Таким сочинительством Семен и пытался заниматься, пока не вернулась упряжка. Достаточно было взглянуть в глаза неандертальца, чтобы понять тщетность творческих потуг – события будут развиваться иначе.
– Нирут-кун три мамонт бей. Хью ходить близко. Смотреть хорошо. Один нирут Хью видеть давно. Помнить. Убивать надо.
– Кого еще надо убивать?! Ты что, знакомого встретил?
– Знакомый – нет. Давно видеть – да. Хью ребенок быть, все помнить.
«Та-ак, похоже, мальчишка "кровника" встретил. Очень кстати!» – подумал Семен и перешел на язык неандертальцев, одновременно настраиваясь на ментальный контакт:
– Знаешь что, парень, говори все по порядку – с самого начала. Ты ведь свою историю мне не рассказывал!
Это была правда, но не потому, что Хью что-то скрывал. Семен умышленно не интересовался, не задавал ему вопросов о прошлом. По его наблюдениям, отношение к детям у неандертальцев было, мягко выражаясь, своеобразным. Тем не менее некая привязанность между детьми и родителями или как минимум между матерью и ребенком, конечно, существовала. По представлениям же Семена, родственная группа Хью погибла от его руки. Только все оказалось сложнее.
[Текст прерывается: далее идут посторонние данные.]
use crate::error::{Error, Result};
use crate::service::{HealthReport, OptionKind, Service, ServiceDescriptor, ServiceOptions};
use async_trait::async_trait;
use chrono::format::{Item, StrftimeItems};
use chrono::{DateTime, FixedOffset, Offset, SecondsFormat, Utc};
use serde_json::{Value, json};
use std::sync::Mutex;

/// Registered name
pub const NAME: &str = "clock";

/// `format` value selecting RFC 3339 output
pub const RFC3339: &str = "rfc3339";

/// Descriptor of the clock service
pub fn descriptor() -> ServiceDescriptor {
    ServiceDescriptor::new(NAME, "Reports the current time")
        .with_option(
            "utc_offset_minutes",
            OptionKind::Integer,
            Some(json!(0)),
            "Offset from UTC applied to reported times",
        )
        .with_option(
            "format",
            OptionKind::String,
            Some(json!(RFC3339)),
            "'rfc3339' or a strftime pattern",
        )
        .exposes_operations()
}

#[derive(Debug, Clone)]
struct ClockSettings {
    offset: FixedOffset,
    format: String,
}

impl Default for ClockSettings {
    fn default() -> Self {
        Self {
            offset: Utc.fix(),
            format: RFC3339.to_string(),
        }
    }
}

/// Clock service
pub struct ClockService {
    name: String,
    settings: Mutex<ClockSettings>,
    started_at: Mutex<Option<DateTime<Utc>>>,
}

impl ClockService {
    /// Create an unconfigured clock
    pub fn new(name: &str) -> Self {
        Self {
            name: name.to_string(),
            settings: Mutex::new(ClockSettings::default()),
            started_at: Mutex::new(None),
        }
    }

    fn settings(&self) -> ClockSettings {
        self.settings
            .lock()
            .unwrap_or_else(|p| p.into_inner())
            .clone()
    }

    /// Render `instant` with the configured offset and format
    pub fn render(&self, instant: DateTime<Utc>) -> String {
        let settings = self.settings();
        let local = instant.with_timezone(&settings.offset);
        if settings.format == RFC3339 {
            local.to_rfc3339_opts(SecondsFormat::Millis, false)
        } else {
            local.format(&settings.format).to_string()
        }
    }
}

#[async_trait]
impl Service for ClockService {
    async fn configure(&self, options: &ServiceOptions) -> Result<()> {
        let minutes = options.get_i64("utc_offset_minutes").unwrap_or(0);
        let offset = i32::try_from(minutes)
            .ok()
            .and_then(|m| m.checked_mul(60))
            .and_then(FixedOffset::east_opt)
            .ok_or_else(|| {
                Error::configuration(
                    &self.name,
                    format!("utc_offset_minutes {} is out of range", minutes),
                )
            })?;

        let format = options.get_str("format").unwrap_or(RFC3339).to_string();
        if format.is_empty() || StrftimeItems::new(&format).any(|i| matches!(i, Item::Error)) {
            return Err(Error::configuration(
                &self.name,
                format!("format '{}' is not a valid strftime pattern", format),
            ));
        }

        tracing::debug!(service = %self.name, offset = %offset, format = %format, "Clock configured");
        *self.settings.lock().unwrap_or_else(|p| p.into_inner()) = ClockSettings { offset, format };
        Ok(())
    }

    async fn start(&self) -> Result<()> {
        *self.started_at.lock().unwrap_or_else(|p| p.into_inner()) = Some(Utc::now());
        Ok(())
    }

    async fn stop(&self) -> Result<()> {
        *self.started_at.lock().unwrap_or_else(|p| p.into_inner()) = None;
        Ok(())
    }

    async fn health(&self) -> HealthReport {
        HealthReport::healthy()
    }

    fn operations(&self) -> Vec<&'static str> {
        vec!["now", "uptime"]
    }

    async fn call(&self, operation: &str, _payload: Value) -> Result<Value> {
        let now = Utc::now();
        match operation {
            "now" => Ok(json!({
                "time": self.render(now),
                "unix_ms": now.timestamp_millis(),
                "utc_offset_minutes": self.settings().offset.local_minus_utc() / 60,
            })),
            "uptime" => {
                let started_at = *self.started_at.lock().unwrap_or_else(|p| p.into_inner());
                let started_at = started_at.ok_or_else(|| Error::ServiceUnavailable {
                    service: self.name.clone(),
                    state: crate::service::ServiceState::Stopped,
                })?;
                Ok(json!({
                    "started_at": started_at.to_rfc3339(),
                    "uptime_ms": (now - started_at).num_milliseconds(),
                }))
            }
            other => Err(Error::UnknownOperation {
                service: self.name.clone(),
                operation: other.to_string(),
            }),
        }
    }
}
Всадники нирут-куны пришли в страну хьюггов как хозяева. И без того голодающие неандертальцы почти сразу оказались отрезанными от основных мест добычи мяса – солонцов, природных ловушек и мест, пригодных для «контактной» охоты на копытных. Попытки воинов-хьюггов оказать сопротивление привели лишь к более быстрому их истреблению. Пришельцы оказались многочисленными, организованными, мобильными и к тому же владели дистанционным оружием. Правда, Семен не без основания заподозрил, что главная беда неандертальцев заключалась в том, что после недавней войны с кроманьонцами они остались без «духовных» лидеров, да и почти без воинов. Те, кто выжил после первых контактов с пришельцами, покидали страну или переходили на скрытный образ жизни. Последнее оказалось возможным благодаря тому, что нирут-куны активно и успешно били мамонтов и бизонов, оставляя после своих охот огромное количество «неутилизированного» мяса. В общем, оставшиеся неандертальцы сделались как бы падаль-щиками и начали даже потихоньку учиться делать долговременные запасы (каким образом, уточнять Семен не стал).